January 11, 2014
On Seven Months
As it was when Harriet was a baby, seven months has been a turning point. The baby has become vertical. She sits and eats her dinner with us in her chair. She has a sense of humour. I can put her down and she can play by herself, thereby ensuring that dinner gets made. She and Harriet are beginning to play together. We have found equilibrium as a family of four. And yet seven months is turning point in another sense, such as we’ve turned a corner and smashed into a wall. It would be more troubling if we hadn’t been precisely here before, but it’s still exhausting and frustrating. Six nights out of seven, she won’t be put down to sleep in the evenings, and then we take turns sitting on the sofa drinking wine by ourselves while the other is upstairs trying to get her to settle.
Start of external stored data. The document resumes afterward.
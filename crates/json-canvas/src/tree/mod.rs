//! Structural mutation engine.
//!
//! Every operation takes the current [`NodeCollection`] by reference and
//! returns a new collection; the input is never mutated in place, so a
//! previous snapshot can keep serving reads while a mutation is computed.
//!
//! A request that cannot apply — unknown id, kind mismatch, duplicate key,
//! reparent cycle — returns a [`MutationError`] and leaves the caller's
//! collection untouched. User-driven gestures routinely attempt invalid
//! edits; they must surface as silent no-ops, never as a crashed session.

mod layout;
mod validate;

pub use layout::{auto_layout, LayoutDirection, LAYOUT_ANCHOR};
pub use validate::{validate_structure, StructuralViolation, MAX_DEPTH};

use serde_json::Value;
use thiserror::Error;

use crate::node::{Node, NodeCollection, NodeEdit, NodeId, NodeKind, Position};

/// Default offset of a freshly added child from its parent when the caller
/// supplies no position.
const ADD_OFFSET_X: f64 = 200.0;
const ADD_OFFSET_Y: f64 = 100.0;

// ── Errors ────────────────────────────────────────────────────────────────

/// Why a mutation request could not apply. The input collection is
/// guaranteed untouched whenever one of these is returned.
#[derive(Debug, Error, Clone, PartialEq, Eq)]
pub enum MutationError {
    #[error("unknown node {0}")]
    UnknownNode(NodeId),
    #[error("unknown parent {0}")]
    UnknownParent(NodeId),
    #[error("node {0} is not a container")]
    NotAContainer(NodeId),
    #[error("node {0} holds no scalar value")]
    NotAScalar(NodeId),
    #[error("duplicate key {key:?} under {parent}")]
    DuplicateKey { parent: NodeId, key: String },
    #[error("object member requires a key")]
    MissingKey,
    #[error("key not allowed here")]
    UnexpectedKey,
    #[error("move would make {id} a descendant of itself")]
    WouldCreateCycle { id: NodeId },
    #[error("no root node found")]
    MissingRoot,
}

// ── Add ───────────────────────────────────────────────────────────────────

/// Creates a node under `parent` and returns the new collection together
/// with the created id.
///
/// The child id is spliced into the parent's `children` at `index`
/// (clamped; `None` appends — drag-and-drop inserts between siblings pass
/// an explicit index). `Object` parents require a key that is unique among
/// the existing siblings; `Array` parents reject keys. The parent is
/// expanded so the new node is visible.
pub fn add_node(
    col: &NodeCollection,
    kind: NodeKind,
    value: Option<Value>,
    parent: NodeId,
    key: Option<String>,
    index: Option<usize>,
    position: Option<Position>,
) -> Result<(NodeCollection, NodeId), MutationError> {
    let parent_node = col.get(parent).ok_or(MutationError::UnknownParent(parent))?;
    if !parent_node.kind.is_container() {
        return Err(MutationError::NotAContainer(parent));
    }
    match parent_node.kind {
        NodeKind::Object => {
            let key = key.as_deref().ok_or(MutationError::MissingKey)?;
            if col.sibling_key_taken(parent, key, None) {
                return Err(MutationError::DuplicateKey {
                    parent,
                    key: key.to_string(),
                });
            }
        }
        NodeKind::Array if key.is_some() => return Err(MutationError::UnexpectedKey),
        _ => {}
    }

    let position =
        position.unwrap_or_else(|| parent_node.position.offset(ADD_OFFSET_X, ADD_OFFSET_Y));
    let node = Node::new(kind, value, key, Some(parent), position);
    let id = node.id;

    let mut next = col.clone();
    next.insert(node);
    if let Some(p) = next.get_mut(parent) {
        let at = index.unwrap_or(p.children.len()).min(p.children.len());
        p.children.insert(at, id);
        p.expanded = true;
    }
    Ok((next, id))
}

// ── Update ────────────────────────────────────────────────────────────────

/// Applies field edits to a node.
///
/// `Value` edits are scalar-only; the node's kind follows the new value's
/// type. `Key` edits are validated against the parent kind (unique among
/// `Object` siblings, absent elsewhere). A `Kind` edit replaces the node
/// rather than patching it: payload and children reset to the new kind's
/// defaults, and descendants orphaned by a container→scalar change are
/// removed from the collection.
pub fn update_node(
    col: &NodeCollection,
    id: NodeId,
    edits: &[NodeEdit],
) -> Result<NodeCollection, MutationError> {
    let node = col.get(id).ok_or(MutationError::UnknownNode(id))?;

    for edit in edits {
        match edit {
            NodeEdit::Value(v) => {
                if NodeKind::of_value(v).is_container() {
                    return Err(MutationError::NotAScalar(id));
                }
                if node.kind.is_container() && !edits.iter().any(|e| matches!(e, NodeEdit::Kind(_)))
                {
                    return Err(MutationError::NotAScalar(id));
                }
            }
            NodeEdit::Key(new_key) => {
                let object_parent = node
                    .parent
                    .filter(|p| col.get(*p).is_some_and(|n| n.kind == NodeKind::Object));
                match (object_parent, new_key) {
                    (Some(parent), Some(k)) => {
                        // rename must stay unique among siblings
                        if col.sibling_key_taken(parent, k, Some(id)) {
                            return Err(MutationError::DuplicateKey {
                                parent,
                                key: k.clone(),
                            });
                        }
                    }
                    (Some(_), None) => return Err(MutationError::MissingKey),
                    (None, Some(_)) => return Err(MutationError::UnexpectedKey),
                    (None, None) => {}
                }
            }
            _ => {}
        }
    }

    let edited = node.with(edits);
    let mut next = col.clone();

    // A kind change that drops container status (or re-defaults children)
    // orphans the old subtree; remove it wholesale.
    if edited.children.is_empty() && !node.children.is_empty() {
        for child in node.children.clone() {
            for gone in col.subtree_ids(child) {
                next.remove(gone);
            }
        }
    }
    next.insert(edited);
    Ok(next)
}

// ── Delete ────────────────────────────────────────────────────────────────

/// Removes a node and every transitive descendant, and unlinks the id from
/// its former parent. Deleting the root clears the entire collection.
pub fn delete_node(col: &NodeCollection, id: NodeId) -> Result<NodeCollection, MutationError> {
    let node = col.get(id).ok_or(MutationError::UnknownNode(id))?;
    let parent = node.parent;

    let mut next = col.clone();
    for gone in col.subtree_ids(id) {
        next.remove(gone);
    }
    if let Some(parent_node) = parent.and_then(|p| next.get_mut(p)) {
        parent_node.children.retain(|child| *child != id);
    }
    Ok(next)
}

// ── Move (reparent) ───────────────────────────────────────────────────────

/// Relinks `id` from its current parent to `new_parent` at `index`
/// (default append). Same-parent moves reorder siblings.
///
/// Moves that would make a node a child of its own descendant are
/// rejected — the serializer and the canvas both assume acyclicity, so
/// cycle prevention is mandatory here, not a caller courtesy.
pub fn move_node(
    col: &NodeCollection,
    id: NodeId,
    new_parent: NodeId,
    index: Option<usize>,
) -> Result<NodeCollection, MutationError> {
    let node = col.get(id).ok_or(MutationError::UnknownNode(id))?;
    let target = col
        .get(new_parent)
        .ok_or(MutationError::UnknownParent(new_parent))?;
    if !target.kind.is_container() {
        return Err(MutationError::NotAContainer(new_parent));
    }
    if col.is_same_or_ancestor(id, new_parent) {
        return Err(MutationError::WouldCreateCycle { id });
    }

    // Keep invariant 5 true by construction: object members carry a unique
    // key, array elements carry none.
    let new_key = match target.kind {
        NodeKind::Object => {
            let key = node.key.as_deref().ok_or(MutationError::MissingKey)?;
            if col.sibling_key_taken(new_parent, key, Some(id)) {
                return Err(MutationError::DuplicateKey {
                    parent: new_parent,
                    key: key.to_string(),
                });
            }
            node.key.clone()
        }
        _ => None,
    };

    let mut next = col.clone();
    if let Some(old_parent) = node.parent.and_then(|p| next.get_mut(p)) {
        old_parent.children.retain(|child| *child != id);
    }
    if let Some(moved) = next.get_mut(id) {
        moved.parent = Some(new_parent);
        moved.key = new_key;
    }
    if let Some(target_node) = next.get_mut(new_parent) {
        let at = index
            .unwrap_or(target_node.children.len())
            .min(target_node.children.len());
        target_node.children.insert(at, id);
        target_node.expanded = true;
    }
    Ok(next)
}

// ── Translate (canvas drag) ───────────────────────────────────────────────

/// Moves a node to a new canvas position, displacing every descendant by
/// the same delta so the subtree drags as one shape.
pub fn translate_node(
    col: &NodeCollection,
    id: NodeId,
    position: Position,
) -> Result<NodeCollection, MutationError> {
    let node = col.get(id).ok_or(MutationError::UnknownNode(id))?;
    let dx = position.x - node.position.x;
    let dy = position.y - node.position.y;

    let mut next = col.clone();
    for member in col.subtree_ids(id) {
        if let Some(n) = next.get_mut(member) {
            n.position = n.position.offset(dx, dy);
        }
    }
    Ok(next)
}

// ── Expansion sweeps ──────────────────────────────────────────────────────

/// Expands every container node.
pub fn expand_all(col: &NodeCollection) -> NodeCollection {
    set_all_expanded(col, true)
}

/// Collapses every container node.
pub fn collapse_all(col: &NodeCollection) -> NodeCollection {
    set_all_expanded(col, false)
}

fn set_all_expanded(col: &NodeCollection, expanded: bool) -> NodeCollection {
    let mut next = col.clone();
    let ids: Vec<NodeId> = next.ids().collect();
    for id in ids {
        if let Some(node) = next.get_mut(id) {
            if node.kind.is_container() {
                node.expanded = expanded;
            }
        }
    }
    next
}

// ── Tests ─────────────────────────────────────────────────────────────────
//! Snapshot history with linear undo/redo.
//!
//! Each committed mutation records a deep copy of the node collection.
//! The history is an ordered list plus a pointer; recording after an undo
//! truncates the redo tail — a new edit erases the undone branch, it never
//! merges with it.

use std::time::SystemTime;

use crate::node::NodeCollection;

/// One recorded state: an immutable copy of the collection plus a
/// human-readable description of the mutation that produced it.
#[derive(Debug, Clone)]
pub struct HistoryEntry {
    pub collection: NodeCollection,
    pub description: String,
    pub timestamp: SystemTime,
}

/// Ordered snapshot list with a pointer into it. `pointer == None` means
/// nothing has been recorded yet.
#[derive(Debug, Default)]
pub struct History {
    entries: Vec<HistoryEntry>,
    pointer: Option<usize>,
}

impl History {
    pub fn new() -> Self {
        Self::default()
    }

    /// Number of recorded entries.
    pub fn len(&self) -> usize {
        self.entries.len()
    }

    pub fn is_empty(&self) -> bool {
        self.entries.is_empty()
    }

    /// Appends a snapshot, discarding any entries past the pointer.
    pub fn record(&mut self, collection: &NodeCollection, description: impl Into<String>) {
        let keep = self.pointer.map(|p| p + 1).unwrap_or(0);
        self.entries.truncate(keep);
        self.entries.push(HistoryEntry {
            collection: collection.clone(),
            description: description.into(),
            timestamp: SystemTime::now(),
        });
        self.pointer = Some(self.entries.len() - 1);
    }

    /// Steps back one entry and returns it; `None` when already at the
    /// earliest entry (or nothing was recorded).
    pub fn undo(&mut self) -> Option<&HistoryEntry> {
        match self.pointer {
            Some(p) if p > 0 => {
                self.pointer = Some(p - 1);
                self.entries.get(p - 1)
            }
            _ => None,
        }
    }

    /// Steps forward one entry and returns it; `None` at the latest entry.
    pub fn redo(&mut self) -> Option<&HistoryEntry> {
        match self.pointer {
            Some(p) if p + 1 < self.entries.len() => {
                self.pointer = Some(p + 1);
                self.entries.get(p + 1)
            }
            _ => None,
        }
    }

    pub fn can_undo(&self) -> bool {
        matches!(self.pointer, Some(p) if p > 0)
    }

    pub fn can_redo(&self) -> bool {
        matches!(self.pointer, Some(p) if p + 1 < self.entries.len())
    }

    /// Drops all entries (used when a new document loads).
    pub fn clear(&mut self) {
        self.entries.clear();
        self.pointer = None;
    }

    /// Descriptions from oldest to newest, for a history panel.
    pub fn descriptions(&self) -> impl Iterator<Item = &str> {
        self.entries.iter().map(|e| e.description.as_str())
    }
}

// ── Tests ─────────────────────────────────────────────────────────────────
//! JSON text ⇄ node tree codec.
//!
//! [`parse`] converts a JSON document into a flat [`NodeCollection`] with
//! parent/child links; [`serialize`] reconstructs the JSON text from the
//! collection. Key order and array order survive the round trip exactly
//! (`serde_json` is built with `preserve_order`).

use serde::Serialize;
use serde_json::ser::{PrettyFormatter, Serializer};
use serde_json::{Map, Value};
use thiserror::Error;

use crate::node::{Node, NodeCollection, NodeId, NodeKind, Position};

/// Canvas anchor the parser lays the document out from. The proper layout
/// pass (`tree::auto_layout`) starts from the same anchor.
pub const ROOT_ANCHOR: Position = Position::new(400.0, 50.0);

const PARSE_OFFSET_X: f64 = 150.0;
const PARSE_OFFSET_Y: f64 = 100.0;

// ── Errors ────────────────────────────────────────────────────────────────

/// The input is not syntactically valid JSON. Always surfaced to the
/// caller; no document state is touched on failure.
#[derive(Debug, Error)]
pub enum ParseError {
    #[error("invalid JSON: {0}")]
    Syntax(#[from] serde_json::Error),
}

/// The collection cannot be rendered back to JSON. Does not occur while
/// the mutation invariants hold; treated as a defensive assertion.
#[derive(Debug, Error)]
pub enum SerializeError {
    #[error("no root node found")]
    MissingRoot,
    #[error("object member {0} lacks a key")]
    MissingKey(NodeId),
    #[error("failed to render JSON: {0}")]
    Format(#[from] serde_json::Error),
}

// ── Parse ─────────────────────────────────────────────────────────────────

/// Converts JSON text into a node collection.
///
/// Scalars become leaf nodes carrying their value; arrays and objects
/// become container nodes whose `children` preserve source order. Object
/// members get their property name as `key`; array elements stay key-free.
/// Every node receives a fresh id, a deterministic default position and
/// `expanded = true`.
pub fn parse(text: &str) -> Result<NodeCollection, ParseError> {
    let value: Value = serde_json::from_str(text)?;
    Ok(collection_of(&value))
}

/// Builds a node collection from an already-decoded value.
pub fn collection_of(value: &Value) -> NodeCollection {
    let mut col = NodeCollection::new();
    build_value(&mut col, value, None, None, ROOT_ANCHOR, 0);
    col
}

fn build_value(
    col: &mut NodeCollection,
    value: &Value,
    key: Option<String>,
    parent: Option<NodeId>,
    base: Position,
    index: usize,
) -> NodeId {
    let position = base.offset(index as f64 * PARSE_OFFSET_X, PARSE_OFFSET_Y);
    match value {
        Value::Array(items) => {
            let node = Node::new(NodeKind::Array, None, key, parent, position);
            let id = node.id;
            col.insert(node);
            for (i, item) in items.iter().enumerate() {
                let child = build_value(col, item, None, Some(id), position, i);
                if let Some(n) = col.get_mut(id) {
                    n.children.push(child);
                }
            }
            id
        }
        Value::Object(map) => {
            let node = Node::new(NodeKind::Object, None, key, parent, position);
            let id = node.id;
            col.insert(node);
            for (i, (member_key, member)) in map.iter().enumerate() {
                let child = build_value(col, member, Some(member_key.clone()), Some(id), position, i);
                if let Some(n) = col.get_mut(id) {
                    n.children.push(child);
                }
            }
            id
        }
        scalar => {
            let node = Node::new(
                NodeKind::of_value(scalar),
                Some(scalar.clone()),
                key,
                parent,
                position,
            );
            let id = node.id;
            col.insert(node);
            id
        }
    }
}

// ── Serialize ─────────────────────────────────────────────────────────────

/// Output shape for [`serialize_with`].
#[derive(Debug, Clone, Default)]
pub struct SerializeOptions {
    /// Single-line output instead of the default 2-space pretty print.
    pub compact: bool,
}

/// Renders the collection as pretty-printed JSON (2-space indent).
pub fn serialize(col: &NodeCollection) -> Result<String, SerializeError> {
    serialize_with(col, &SerializeOptions::default())
}

/// Renders the collection as JSON text.
pub fn serialize_with(
    col: &NodeCollection,
    options: &SerializeOptions,
) -> Result<String, SerializeError> {
    let root = col.root().ok_or(SerializeError::MissingRoot)?;
    let value = value_of(col, root)?;
    let text = if options.compact {
        serde_json::to_string(&value)?
    } else {
        serde_json::to_string_pretty(&value)?
    };
    Ok(text)
}

/// Reconstructs the JSON value rooted at `node` by walking `children`.
/// Dangling child ids are skipped (a structural defect reported by
/// `tree::validate_structure`, not worth failing a save over).
pub fn value_of(col: &NodeCollection, node: &Node) -> Result<Value, SerializeError> {
    match node.kind {
        NodeKind::Object => {
            let mut map = Map::new();
            for child_id in &node.children {
                let Some(child) = col.get(*child_id) else {
                    continue;
                };
                let key = child
                    .key
                    .clone()
                    .ok_or(SerializeError::MissingKey(child.id))?;
                map.insert(key, value_of(col, child)?);
            }
            Ok(Value::Object(map))
        }
        NodeKind::Array => {
            let mut items = Vec::with_capacity(node.children.len());
            for child_id in &node.children {
                let Some(child) = col.get(*child_id) else {
                    continue;
                };
                items.push(value_of(col, child)?);
            }
            Ok(Value::Array(items))
        }
        _ => Ok(node.value.clone().unwrap_or(Value::Null)),
    }
}

// ── Text helpers ──────────────────────────────────────────────────────────

/// Re-indents JSON text with `indent` spaces without touching content.
pub fn format(text: &str, indent: usize) -> Result<String, ParseError> {
    let value: Value = serde_json::from_str(text)?;
    let pad = b" ".repeat(indent);
    let mut out = Vec::new();
    let formatter = PrettyFormatter::with_indent(&pad);
    let mut ser = Serializer::with_formatter(&mut out, formatter);
    value.serialize(&mut ser)?;
    // serde_json only emits valid UTF-8
    Ok(String::from_utf8(out).unwrap_or_default())
}

/// Strips all insignificant whitespace from JSON text.
pub fn minify(text: &str) -> Result<String, ParseError> {
    let value: Value = serde_json::from_str(text)?;
    Ok(serde_json::to_string(&value)?)
}

// ── Size audit ────────────────────────────────────────────────────────────

const MAX_STRING_LEN: usize = 10_000;
const MAX_ARRAY_LEN: usize = 1_000;
const MAX_OBJECT_LEN: usize = 100;

/// Editor-safety finding from [`audit`]. These are advisory — a document
/// exceeding the limits still loads, but the UI layer may want to warn
/// before rendering it as a graph.
#[derive(Debug, Error, Clone, PartialEq)]
pub enum AuditWarning {
    #[error("string too long at {path}: {len} characters")]
    StringTooLong { path: String, len: usize },
    #[error("array too large at {path}: {len} elements")]
    ArrayTooLarge { path: String, len: usize },
    #[error("object has too many properties at {path}: {len}")]
    ObjectTooWide { path: String, len: usize },
    #[error("empty property key at {path}")]
    EmptyKey { path: String },
}

/// Scans a decoded document for values that strain an interactive canvas.
pub fn audit(value: &Value) -> Vec<AuditWarning> {
    let mut warnings = Vec::new();
    audit_value(value, "$", &mut warnings);
    warnings
}

fn audit_value(value: &Value, path: &str, warnings: &mut Vec<AuditWarning>) {
    match value {
        Value::String(s) => {
            if s.chars().count() > MAX_STRING_LEN {
                warnings.push(AuditWarning::StringTooLong {
                    path: path.to_string(),
                    len: s.chars().count(),
                });
            }
        }
        Value::Array(items) => {
            if items.len() > MAX_ARRAY_LEN {
                warnings.push(AuditWarning::ArrayTooLarge {
                    path: path.to_string(),
                    len: items.len(),
                });
            }
            for (i, item) in items.iter().enumerate() {
                audit_value(item, &format!("{path}[{i}]"), warnings);
            }
        }
        Value::Object(map) => {
            if map.len() > MAX_OBJECT_LEN {
                warnings.push(AuditWarning::ObjectTooWide {
                    path: path.to_string(),
                    len: map.len(),
                });
            }
            for (key, member) in map {
                if key.is_empty() {
                    warnings.push(AuditWarning::EmptyKey {
                        path: path.to_string(),
                    });
                }
                audit_value(member, &format!("{path}.{key}"), warnings);
            }
        }
        _ => {}
    }
}

// ── Tests ─────────────────────────────────────────────────────────────────

#[cfg(test)]
mod tests {
    use super::*;
    use serde_json::json;

    #[test]
    fn parse_scalar_document() {
        let col = parse("42").unwrap();
        assert_eq!(col.len(), 1);
        let root = col.root().unwrap();
        assert_eq!(root.kind, NodeKind::Number);
        assert_eq!(root.value, Some(json!(42)));
        assert!(root.key.is_none());
    }

    #[test]
    fn parse_builds_links_and_keys() {
        let col = parse(r#"{"a": [1, true], "b": null}"#).unwrap();
        assert_eq!(col.len(), 6);
        let root = col.root().unwrap();
        assert_eq!(root.kind, NodeKind::Object);
        assert_eq!(root.children.len(), 2);

        let a = col.get(root.children[0]).unwrap();
        assert_eq!(a.key.as_deref(), Some("a"));
        assert_eq!(a.kind, NodeKind::Array);
        assert_eq!(a.parent, Some(root.id));

        let elem = col.get(a.children[1]).unwrap();
        assert_eq!(elem.kind, NodeKind::Boolean);
        assert!(elem.key.is_none());
    }

    #[test]
    fn parse_rejects_bad_input() {
        assert!(parse("{not json").is_err());
        assert!(parse("").is_err());
    }

    #[test]
    fn serialize_preserves_key_order() {
        let text = r#"{"zebra":1,"apple":2,"mango":3}"#;
        let col = parse(text).unwrap();
        let out = serialize_with(&col, &SerializeOptions { compact: true }).unwrap();
        assert_eq!(out, text);
    }

    #[test]
    fn serialize_pretty_uses_two_spaces() {
        let col = parse(r#"{"a":1}"#).unwrap();
        let out = serialize(&col).unwrap();
        assert_eq!(out, "{\n  \"a\": 1\n}");
    }

    #[test]
    fn serialize_requires_root() {
        let col = NodeCollection::new();
        assert!(matches!(
            serialize(&col),
            Err(SerializeError::MissingRoot)
        ));
    }

    #[test]
    fn serialize_requires_member_keys() {
        let mut col = parse(r#"{"a":1}"#).unwrap();
        let root = col.root_id().unwrap();
        let member = col.get(root).unwrap().children[0];
        col.get_mut(member).unwrap().key = None;
        assert!(matches!(
            serialize(&col),
            Err(SerializeError::MissingKey(id)) if id == member
        ));
    }

    #[test]
    fn format_and_minify() {
        let text = "{\"a\": [1,2]}";
        assert_eq!(minify(text).unwrap(), r#"{"a":[1,2]}"#);
        let wide = format(text, 4).unwrap();
        assert!(wide.contains("\n    \"a\""));
        assert!(format("nope", 2).is_err());
    }

    #[test]
    fn audit_flags_oversized_values() {
        let value = json!({
            "ok": "short",
            "big": "x".repeat(10_001),
            "": 1,
        });
        let warnings = audit(&value);
        assert!(warnings
            .iter()
            .any(|w| matches!(w, AuditWarning::StringTooLong { .. })));
        assert!(warnings
            .iter()
            .any(|w| matches!(w, AuditWarning::EmptyKey { .. })));
    }

    #[test]
    fn audit_clean_document() {
        assert!(audit(&json!({"a": [1, 2, 3]})).is_empty());
    }
}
Because we’ve been here before, we know enough not to turn it into a power struggle, we know that baby needs what she needs, and that “sleep habits” are indeed something a child of 18 months can indeed acquire out of the blue. I always expected that we’d end up here again, but oh, it’s not a fun place, even if you’re only visiting. (She is upstairs, screaming right now, and just spat out her soother and it sailed down the stairs.) We know we know we know, and it could be a million things–she is teething (or just evil?), and on antibiotics since this morning for cellulitis. I spent 4 hours last night at the emergency room having that cellulitis diagnosed, so you can see why I had hopes for having earned a more enjoyable way to spend my time tonight than the screamy baby relay. When I am refreshed enough to be philosophical about the whole thing, I know she is little, in need, that I love her, and these days are fleeting (and it’s the nights that are the trouble; the days themselves are fine, and I’m not even really tired because once I come to bed, she is happy enough to sleep beside me), but more often on these nights, I’m just impatient and angry. There is nothing like a baby to take one to the limits of herself. My own limits, as I learned very early in my mothering days, are closer than I’d like to admit.
I appreciate your candidness. Regards to the wee ones. 🙂
Motherhood has been the best and worst of me. xoxoxoox
I used to say my middle child was a wonderful day time baby. She was pure evil at night though. Hang in there. Lack of sleep is a terrible thing.